- What to work on: Work out how many lines of the data hold the string "await", and reply with that number alone.

- Data records:
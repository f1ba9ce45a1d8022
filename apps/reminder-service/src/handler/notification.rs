//! # 通知 API ハンドラ
//!
//! 管理画面から呼ばれる `/api/notifications` 配下のエンドポイント。
//!
//! ## エンドポイント
//!
//! | メソッド | パス | 内容 |
//! |----------|------|------|
//! | GET | `/test` | 稼働確認とチャネルの有効状態 |
//! | GET | `/config` | 現在の設定 |
//! | POST | `/trigger` | リマインダージョブを今すぐ実行 |
//! | POST | `/send` | 渡された支払い・入居者の一覧に送信 |
//! | POST | `/send-single` | 支払い 1 件に判定なしで送信 |
//!
//! `/trigger` だけが多重実行ガードの対象。実行中なら 409 を返す。

use std::sync::Arc;

use axum::{
    Json,
    extract::{State, rejection::JsonRejection},
};
use pgmanager_domain::{payment::Payment, tenant::Tenant};
use serde::{Deserialize, Serialize};

use crate::{
    config::ReminderSettings,
    error::ServiceError,
    usecase::{
        ReminderDispatcher,
        ReminderJob,
        ReminderJobError,
        reminder::{DispatchReport, SingleReminderResult},
    },
};

/// 通知 API の共有状態
pub struct NotificationState {
    pub dispatcher:       Arc<ReminderDispatcher>,
    pub job:              Arc<ReminderJob>,
    pub settings:         ReminderSettings,
    /// メールプロバイダの認証情報が揃っているか
    pub email_configured: bool,
    /// SMS プロバイダの認証情報が揃っているか
    pub sms_configured:   bool,
}

// --- リクエスト/レスポンス型 ---

#[derive(Debug, Serialize)]
#[serde(rename_all = "camelCase")]
pub struct ChannelSummary {
    pub email_enabled: bool,
    pub sms_enabled:   bool,
    pub days_before:   u32,
}

#[derive(Debug, Serialize)]
pub struct StatusResponse {
    pub success: bool,
    pub message: String,
    pub config:  ChannelSummary,
}

#[derive(Debug, Serialize)]
#[serde(rename_all = "camelCase")]
pub struct ConfigResponse {
    pub email_enabled:    bool,
    pub sms_enabled:      bool,
    pub days_before:      u32,
    pub schedule:         String,
    pub timezone:         String,
    pub email_configured: bool,
    pub sms_configured:   bool,
}

#[derive(Debug, Serialize)]
pub struct DispatchResponse {
    pub success: bool,
    pub message: String,
    pub results: DispatchReport,
}

#[derive(Debug, Serialize)]
pub struct SingleReminderResponse {
    pub success: bool,
    pub message: String,
    pub result:  SingleReminderResult,
}

/// `POST /send` のリクエスト
///
/// 欠落は 400 で返すため、どちらも `Option` で受ける。
#[derive(Debug, Deserialize)]
pub struct SendRequest {
    #[serde(default)]
    pub payments: Option<Vec<Payment>>,
    #[serde(default)]
    pub tenants:  Option<Vec<Tenant>>,
}

/// `POST /send-single` のリクエスト
#[derive(Debug, Deserialize)]
pub struct SendSingleRequest {
    #[serde(default)]
    pub payment: Option<Payment>,
    #[serde(default)]
    pub tenant:  Option<Tenant>,
}

// --- ハンドラ ---

/// GET /api/notifications/test
pub async fn get_status(State(state): State<Arc<NotificationState>>) -> Json<StatusResponse> {
    Json(StatusResponse {
        success: true,
        message: "Notification service is operational".to_string(),
        config:  ChannelSummary {
            email_enabled: state.settings.email_enabled,
            sms_enabled:   state.settings.sms_enabled,
            days_before:   state.settings.days_before_due,
        },
    })
}

/// GET /api/notifications/config
pub async fn get_config(State(state): State<Arc<NotificationState>>) -> Json<ConfigResponse> {
    let settings = &state.settings;
    Json(ConfigResponse {
        email_enabled:    settings.email_enabled,
        sms_enabled:      settings.sms_enabled,
        days_before:      settings.days_before_due,
        schedule:         settings.schedule.clone(),
        timezone:         settings.timezone.to_string(),
        email_configured: state.email_configured,
        sms_configured:   state.sms_configured,
    })
}

/// POST /api/notifications/trigger
///
/// データソースの支払いに対してリマインダージョブを実行し、集計結果を返す。
#[tracing::instrument(skip_all)]
pub async fn trigger_reminder_job(
    State(state): State<Arc<NotificationState>>,
) -> Result<Json<DispatchResponse>, ServiceError> {
    tracing::info!("リマインダージョブの手動実行を受け付けました");

    let report = state.job.run().await.map_err(|e| match e {
        ReminderJobError::AlreadyRunning => {
            ServiceError::Conflict("Reminder job is already running".to_string())
        }
        ReminderJobError::Source(_) => ServiceError::internal("Failed to trigger reminder job", e),
    })?;

    Ok(Json(DispatchResponse {
        success: true,
        message: "Reminder job executed".to_string(),
        results: report,
    }))
}

/// POST /api/notifications/send
///
/// 渡された支払い・入居者の一覧にリマインダーを送信する。送信可否の判定は通常どおり行う。
#[tracing::instrument(skip_all)]
pub async fn send_reminders(
    State(state): State<Arc<NotificationState>>,
    payload: Result<Json<SendRequest>, JsonRejection>,
) -> Result<Json<DispatchResponse>, ServiceError> {
    let Json(request) = payload.map_err(invalid_body)?;
    let (Some(payments), Some(tenants)) = (request.payments, request.tenants) else {
        return Err(ServiceError::BadRequest(
            "Missing required fields: payments and tenants".to_string(),
        ));
    };

    let report = state.dispatcher.dispatch(&payments, &tenants).await;

    Ok(Json(DispatchResponse {
        success: true,
        message: "Reminders processed".to_string(),
        results: report,
    }))
}

/// POST /api/notifications/send-single
///
/// 支払い 1 件に、ステータスや期日に関係なくリマインダーを送信する。
#[tracing::instrument(skip_all)]
pub async fn send_single_reminder(
    State(state): State<Arc<NotificationState>>,
    payload: Result<Json<SendSingleRequest>, JsonRejection>,
) -> Result<Json<SingleReminderResponse>, ServiceError> {
    let Json(request) = payload.map_err(invalid_body)?;
    let (Some(payment), Some(tenant)) = (request.payment, request.tenant) else {
        return Err(ServiceError::BadRequest(
            "Missing required fields: payment and tenant".to_string(),
        ));
    };

    let result = state
        .dispatcher
        .send_single(&payment, &tenant)
        .await
        .map_err(|e| ServiceError::BadRequest(format!("Invalid payment: {e}")))?;

    let message = if result.success {
        "Reminder sent successfully"
    } else {
        "Failed to send reminder"
    };

    Ok(Json(SingleReminderResponse {
        success: result.success,
        message: message.to_string(),
        result,
    }))
}

fn invalid_body(rejection: JsonRejection) -> ServiceError {
    ServiceError::BadRequest(format!("Invalid request body: {}", rejection.body_text()))
}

- Answer box: 3